New Zealand phycologist, collector and teacher

Victor Wilhelm Lindauer (1888–1964) was a New Zealand phycologist, collector and teacher.

The son of New Zealand painter Gottfried Lindauer, he was born in 1888 in Auckland, and grew up in Woodville, spending a considerable part of his boyhood in the native bush. He trained as a teacher and after two years service in WWI with the US Army, he returned to New Zealand.

In 1927 Lindauer married Elsie (née Lovell), and in 1931, after the births of four children, the family moved to Russell where he had been appointed headmaster of the primary school. In 1935, Josephine Tilden and a team of phycologists from the University of Minnesota came to Russell to collect seaweeds and enlisted his help to provide a place (the local school) to handle their material. They also invited him to participate, and thus began his lifelong quest to collect New Zealand seaweeds. The school children whom he taught collected for him and with him. Other schoolmasters were also enlisted, not only on the North Island, but also R. Gilpin, a headmaster on the Chatham Islands. On Stewart Island, he contacted Eileen Willa, and she, too, became an avid collector.

Between 1939 and 1953 Lindauer created and distributed about 60 sets of the exsiccata work Algae Nova-Zelandicae Exsiccatae in 14 fascicles of 25 sheets, meaning 350 numbered specimen units.

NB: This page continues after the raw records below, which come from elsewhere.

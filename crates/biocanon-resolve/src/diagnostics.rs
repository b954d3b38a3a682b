//! Per-record outcomes and run accounting.
//!
//! The core never prints. Every record's outcome goes to a
//! [`DiagnosticsSink`]; [`TracingDiagnostics`] (the default) turns them into
//! `tracing` events. Counts are accumulated lock-free in [`OutcomeCounters`]
//! and frozen into a serializable [`RunReport`] at the end of a run.

use std::sync::atomic::{AtomicU64, Ordering};

use parking_lot::Mutex;
use serde::{Deserialize, Serialize};
use tracing::{debug, warn};

use crate::error::{RecordError, SkipReason};
use crate::model::SourceRecord;

#[derive(Debug, Clone, Copy, PartialEq, Eq, Hash)]
pub enum Outcome {
    Accepted,
    PartialPropertyLoss,
    Skipped(SkipReason),
}

impl Outcome {
    pub fn name(self) -> &'static str {
        match self {
            Outcome::Accepted => "accepted",
            Outcome::PartialPropertyLoss => "partial-property-loss",
            Outcome::Skipped(reason) => reason.outcome_name(),
        }
    }

    pub fn is_emitted(self) -> bool {
        !matches!(self, Outcome::Skipped(_))
    }
}

/// One record's outcome as handed to diagnostics.
#[derive(Debug, Clone, Copy)]
pub struct RecordOutcome<'a> {
    /// Position in the input stream.
    pub index: usize,
    pub record: &'a SourceRecord,
    pub outcome: Outcome,
    pub type_name: Option<&'a str>,
    pub error: Option<&'a RecordError>,
    /// Properties dropped by failed coercion.
    pub dropped_properties: &'a [String],
}

pub trait DiagnosticsSink: Send + Sync {
    fn report(&self, event: &RecordOutcome<'_>);
}

#[derive(Debug, Clone, Copy, Default)]
pub struct TracingDiagnostics;

impl DiagnosticsSink for TracingDiagnostics {
    fn report(&self, event: &RecordOutcome<'_>) {
        let label = event.record.label.as_str();
        let source = event.record.source.as_deref().unwrap_or("-");
        match (event.outcome, event.error) {
            (Outcome::Accepted, _) => debug!(
                index = event.index,
                label,
                source,
                type_name = event.type_name.unwrap_or("-"),
                "record accepted"
            ),
            (Outcome::PartialPropertyLoss, _) => warn!(
                index = event.index,
                label,
                source,
                type_name = event.type_name.unwrap_or("-"),
                dropped = ?event.dropped_properties,
                "record accepted with dropped properties"
            ),
            // Unmapped labels are expected from broad adapters.
            (Outcome::Skipped(SkipReason::Unmapped), _) => debug!(
                index = event.index,
                label,
                source,
                outcome = event.outcome.name(),
                "record dropped"
            ),
            (Outcome::Skipped(_), error) => warn!(
                index = event.index,
                label,
                source,
                outcome = event.outcome.name(),
                error = %error.map(ToString::to_string).unwrap_or_default(),
                "record rejected"
            ),
        }
    }
}

#[derive(Debug, Clone, Copy, Default)]
pub struct NoopDiagnostics;

impl DiagnosticsSink for NoopDiagnostics {
    fn report(&self, _event: &RecordOutcome<'_>) {}
}

/// Keeps `(index, outcome)` pairs; handy for tests and report tooling.
#[derive(Debug, Default)]
pub struct CollectingDiagnostics {
    events: Mutex<Vec<(usize, Outcome)>>,
}

impl CollectingDiagnostics {
    pub fn new() -> Self {
        Self::default()
    }

    /// Outcomes in input order (parallel runs report out of order).
    pub fn outcomes(&self) -> Vec<(usize, Outcome)> {
        let mut events = self.events.lock().clone();
        events.sort_by_key(|(index, _)| *index);
        events
    }
}

impl DiagnosticsSink for CollectingDiagnostics {
    fn report(&self, event: &RecordOutcome<'_>) {
        self.events.lock().push((event.index, event.outcome));
    }
}

// ============================================================================
// Counters and report
// ============================================================================

#[derive(Debug, Default)]
pub struct OutcomeCounters {
    records: AtomicU64,
    accepted: AtomicU64,
    partial_property_loss: AtomicU64,
    skipped: [AtomicU64; 5],
    nodes_emitted: AtomicU64,
    edges_emitted: AtomicU64,
    duplicates_suppressed: AtomicU64,
    unknown_fields_dropped: AtomicU64,
    properties_dropped: AtomicU64,
}

fn skip_slot(reason: SkipReason) -> usize {
    match reason {
        SkipReason::Unmapped => 0,
        SkipReason::Unidentifiable => 1,
        SkipReason::EndpointMismatch => 2,
        SkipReason::MissingEndpoints => 3,
        SkipReason::MissingRequiredProperty => 4,
    }
}

impl OutcomeCounters {
    pub fn new() -> Self {
        Self::default()
    }

    pub fn record_outcome(&self, outcome: Outcome) {
        self.records.fetch_add(1, Ordering::Relaxed);
        match outcome {
            Outcome::Accepted => self.accepted.fetch_add(1, Ordering::Relaxed),
            Outcome::PartialPropertyLoss => self.partial_property_loss.fetch_add(1, Ordering::Relaxed),
            Outcome::Skipped(reason) => self.skipped[skip_slot(reason)].fetch_add(1, Ordering::Relaxed),
        };
    }

    pub fn add_node(&self) {
        self.nodes_emitted.fetch_add(1, Ordering::Relaxed);
    }

    pub fn add_edge(&self) {
        self.edges_emitted.fetch_add(1, Ordering::Relaxed);
    }

    pub fn add_duplicate(&self) {
        self.duplicates_suppressed.fetch_add(1, Ordering::Relaxed);
    }

    pub fn add_unknown_fields(&self, n: usize) {
        self.unknown_fields_dropped.fetch_add(n as u64, Ordering::Relaxed);
    }

    pub fn add_dropped_properties(&self, n: usize) {
        self.properties_dropped.fetch_add(n as u64, Ordering::Relaxed);
    }

    pub fn snapshot(&self) -> RunReport {
        let skipped = |reason| self.skipped[skip_slot(reason)].load(Ordering::Relaxed);
        RunReport {
            records: self.records.load(Ordering::Relaxed),
            accepted: self.accepted.load(Ordering::Relaxed),
            partial_property_loss: self.partial_property_loss.load(Ordering::Relaxed),
            dropped_unmapped: skipped(SkipReason::Unmapped),
            rejected_unidentifiable: skipped(SkipReason::Unidentifiable),
            rejected_endpoint_mismatch: skipped(SkipReason::EndpointMismatch),
            rejected_missing_endpoints: skipped(SkipReason::MissingEndpoints),
            rejected_missing_required_property: skipped(SkipReason::MissingRequiredProperty),
            nodes_emitted: self.nodes_emitted.load(Ordering::Relaxed),
            edges_emitted: self.edges_emitted.load(Ordering::Relaxed),
            duplicates_suppressed: self.duplicates_suppressed.load(Ordering::Relaxed),
            unknown_fields_dropped: self.unknown_fields_dropped.load(Ordering::Relaxed),
            properties_dropped: self.properties_dropped.load(Ordering::Relaxed),
            malformed_input: 0,
        }
    }
}

#[derive(Debug, Clone, Default, PartialEq, Eq, Serialize, Deserialize)]
pub struct RunReport {
    pub records: u64,
    pub accepted: u64,
    pub partial_property_loss: u64,
    pub dropped_unmapped: u64,
    pub rejected_unidentifiable: u64,
    pub rejected_endpoint_mismatch: u64,
    pub rejected_missing_endpoints: u64,
    pub rejected_missing_required_property: u64,
    pub nodes_emitted: u64,
    pub edges_emitted: u64,
    pub duplicates_suppressed: u64,
    pub unknown_fields_dropped: u64,
    pub properties_dropped: u64,
    /// Input lines that did not parse as records (set by the caller).
    #[serde(default)]
    pub malformed_input: u64,
}

impl RunReport {
    pub fn skipped(&self, reason: SkipReason) -> u64 {
        match reason {
            SkipReason::Unmapped => self.dropped_unmapped,
            SkipReason::Unidentifiable => self.rejected_unidentifiable,
            SkipReason::EndpointMismatch => self.rejected_endpoint_mismatch,
            SkipReason::MissingEndpoints => self.rejected_missing_endpoints,
            SkipReason::MissingRequiredProperty => self.rejected_missing_required_property,
        }
    }

    pub fn total_skipped(&self) -> u64 {
        SkipReason::ALL.iter().map(|&r| self.skipped(r)).sum()
    }

    pub fn emitted_records(&self) -> u64 {
        self.accepted + self.partial_property_loss
    }
}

The sets have since been used as reference material for many taxonomic studies of New Zealand algae.

==Selected publications==
- Lindauer, V.W. (1938). "Note on a new species of New Zealand Champia"
- Lindauer, V.W. (1939). "Note on the tetrasporic form of Gigartina alveata"
- Lindauer, V.W. (1945). "Note on the brown alga Ecklonia brevipes J.Ag."
- Lindauer, V.W. (1947). "An annotated list of the brown seaweeds, Phaeophyceae, of New Zealand"
- Lindauer, V.W. (1949). "Additions to the marine algae of New Zealand"
- Lindauer, V.W. (1949). "Notes on marine algae of New Zealand-I"
- Lindauer, V.W. (1953). "Some New Zealand algal confusions"
- Lindauer, V.W. (1957). "A descriptive review of the Phaeophyceae of New Zealand"
- Lindauer, V.W. (1960). "New species of Phaeophyceae from New Zealand"
- Lindauer, V.W. & Setchell, W.A. (1946). "Note on a new species of red alga, Lenormandia coronata"
- Lindauer, V.W., V.J.Chapman, M.Aiken (1961). "The marine algae of New Zealand-II.Phaeophyceae"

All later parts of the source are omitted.